Cristo, Habitación de Dios y Templo


person Autor: Samuel RIDOUT 2


Hay unos cuantos siglos de silencio entre Malaquías y Mateo, cuando de repente vemos que la Gloria vuelve a la tierra en la persona de Emanuel. ¡Dios mismo ha venido! «Vendrá súbitamente a su templo el Señor a quien vosotros buscáis» (Mal. 3:1). ¿Y cómo viene? Vemos el cielo abierto, y a sus siervos asistiendo con gozo a la llegada de su Creador a la tierra. Pero cuando miramos a la tierra para ver dónde iba a encontrar esta Gloria una morada, no la encontramos en el templo, ni tampoco en Jerusalén. Vamos a Belén, y mirando con los pastores maravillados hacia un pesebre, vemos el Templo de Dios, el santuario donde su gloria ha encontrado su hogar y morada. «El Verbo se hizo carne y habitó entre nosotros (y vimos su gloria, gloria como la del Hijo único del Padre)» (Juan 1:14). Cuando vemos al hombre Jesucristo, vemos la verdadera morada de Dios. Podía hablar así de su cuerpo: «Destruid este templo, y yo en tres días lo levantaré» (Juan 2:19). Dios había encontrado por fin una morada adecuada con el hombre.

Podríamos decir que aquí hay dos moradas: una, el templo que no tenía la gloria de la Shekinah (presencia de Dios), pero que estaba ligada a todas las formas y rituales de los que se jactaban los judíos; la otra, en el hombre Jesucristo, el bendito Hijo de Dios, que se presentó como testigo de Dios en la tierra. Estas dos moradas contrastan entre sí. Una es el testigo de la historia pasada de Israel, marcada por el pecado y la necesidad de salvación; la otra es el ser sin mancha, sin pecado, santo. ¿Cuál aceptarán los líderes?

Nuestro Señor viene al templo y expulsa a los compradores y vendedores, diciendo: «No hagáis de la casa de mi Padre una casa de comercio» (Juan 2:13-17). Más tarde la llama «cueva de ladrones» (Mat. 21:13), lo que debería haber sido una casa de oración. ¿Qué templo tendrán? La simple casa, «vuestra casa» (Mat. 23:38), como él la llama, o a Aquel que limpiará la casa, y que fue él mismo la morada de Dios. Conocemos la terrible respuesta. Pilato les presenta a un asesino y a Cristo, y ellos gritan (¡ah, nuestros malvados corazones dijeron lo mismo una vez!): «¡Quita a este, y deja en libertad a Barrabás!» (Lucas 23:18).

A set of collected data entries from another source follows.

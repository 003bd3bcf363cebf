//! Optional host hooks a step can consult: an I/O port handler for IN/OUT
//! and diagnostic traps that turn CALLs to a console routine into text.

use crate::cpu::memory::Memory;
use crate::cpu::state8080::State8080;

/// Port device behind IN/OUT. Without one both opcodes are unimplemented.
pub trait Ports {
    fn read_port(&mut self, port: u8) -> u8;
    fn write_port(&mut self, port: u8, value: u8);
}

/// How a trap turns machine state into text.
#[derive(Debug, Clone, Copy, PartialEq, Eq)]
pub enum TrapFormat {
    /// Bytes from the address in DE up to a terminating `'$'`.
    DollarString,
    /// The single byte in E.
    Character,
}

/// Intercepts `CALL address` while register C holds `selector`.
pub struct DiagnosticTrap<'h> {
    pub address: u16,
    pub selector: u8,
    pub format: TrapFormat,
    pub output: Box<dyn FnMut(&str) + 'h>,
}

impl<'h> DiagnosticTrap<'h> {
    pub fn new(
        address: u16,
        selector: u8,
        format: TrapFormat,
        output: impl FnMut(&str) + 'h,
    ) -> DiagnosticTrap<'h> {
        DiagnosticTrap {
            address,
            selector,
            format,
            output: Box::new(output),
        }
    }

    pub fn matches(&self, target: u16, state: &State8080) -> bool {
        self.address == target && self.selector == state.c
    }

    pub fn render(&self, state: &State8080, memory: &Memory) -> String {
        match self.format {
            TrapFormat::Character => char::from(state.e).to_string(),
            TrapFormat::DollarString => {
                let mut text = String::new();
                let mut addr = state.get_de();
                // at most one lap of memory when no '$' is present
                for _ in 0..=u16::MAX {
                    let byte = memory.read(addr);
                    if byte == b'$' {
                        break;
                    }
                    text.push(char::from(byte));
                    addr = addr.wrapping_add(1);
                }
                text
            }
        }
    }

    fn fire(&mut self, state: &State8080, memory: &Memory) {
        let text = self.render(state, memory);
        log::debug!("diagnostic trap {:#06x}/{}: {:?}", self.address, self.selector, text);
        (self.output)(&text);
    }
}

/// Everything optional a step may call out to.
#[derive(Default)]
pub struct Hooks<'h> {
    pub ports: Option<&'h mut dyn Ports>,
    pub traps: Vec<DiagnosticTrap<'h>>,
}

impl<'h> Hooks<'h> {
    pub fn new() -> Hooks<'h> {
        Hooks::default()
    }

    pub fn with_ports(mut self, ports: &'h mut dyn Ports) -> Hooks<'h> {
        self.ports = Some(ports);
        self
    }

    pub fn with_trap(mut self, trap: DiagnosticTrap<'h>) -> Hooks<'h> {
        self.traps.push(trap);
        self
    }

    /// Runs the first trap matching a CALL to `target`. Returns false when no
    /// trap applies and the call should go ahead.
    pub(crate) fn try_trap(&mut self, target: u16, state: &State8080, memory: &Memory) -> bool {
        match self.traps.iter_mut().find(|t| t.matches(target, state)) {
            Some(trap) => {
                trap.fire(state, memory);
                true
            }
            None => false,
        }
    }
}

Así que el Templo fue destruido, hasta donde la mano del hombre podía hacerlo. El bendito Templo incorruptible de su cuerpo es depositado en la tumba, y su espíritu vuelve al Padre. Esta es la respuesta del hombre en cuanto a la morada de Dios en la tierra. No lo aceptarán. Hace a Dios demasiado cercano –su santidad reprende el pecado, y el hombre preferiría incluso a un asesino que al santo Cristo de Dios.

Pero los propósitos de gracia de Dios no deben ser frustrados por el pecado del hombre. Este mismo crimen, esta enemistad vista en el rechazo y la muerte del Señor Jesús es la ocasión de la más plena manifestación del amor de Dios:

La misma lanza que atravesó tu costado
Dio sangre para salvar”.

Su muerte proporcionó los medios para que el amor de Dios se derramara en gracia abundante para los pecadores más viles y necesitados.

Ahora vayamos un paso más allá. Dios había tenido esta maravillosa morada en la tierra en su propio Hijo amado. Pero el hombre no pudo soportar y no quiso que esta cercanía de Dios habitara con él, y echó a Jesús –Emanuel– por la cruz. Pero Dios lo resucitó de entre los muertos, y subió a las alturas celestiales. El «Templo» ha pasado del otro lado del velo, hacia el santuario interior.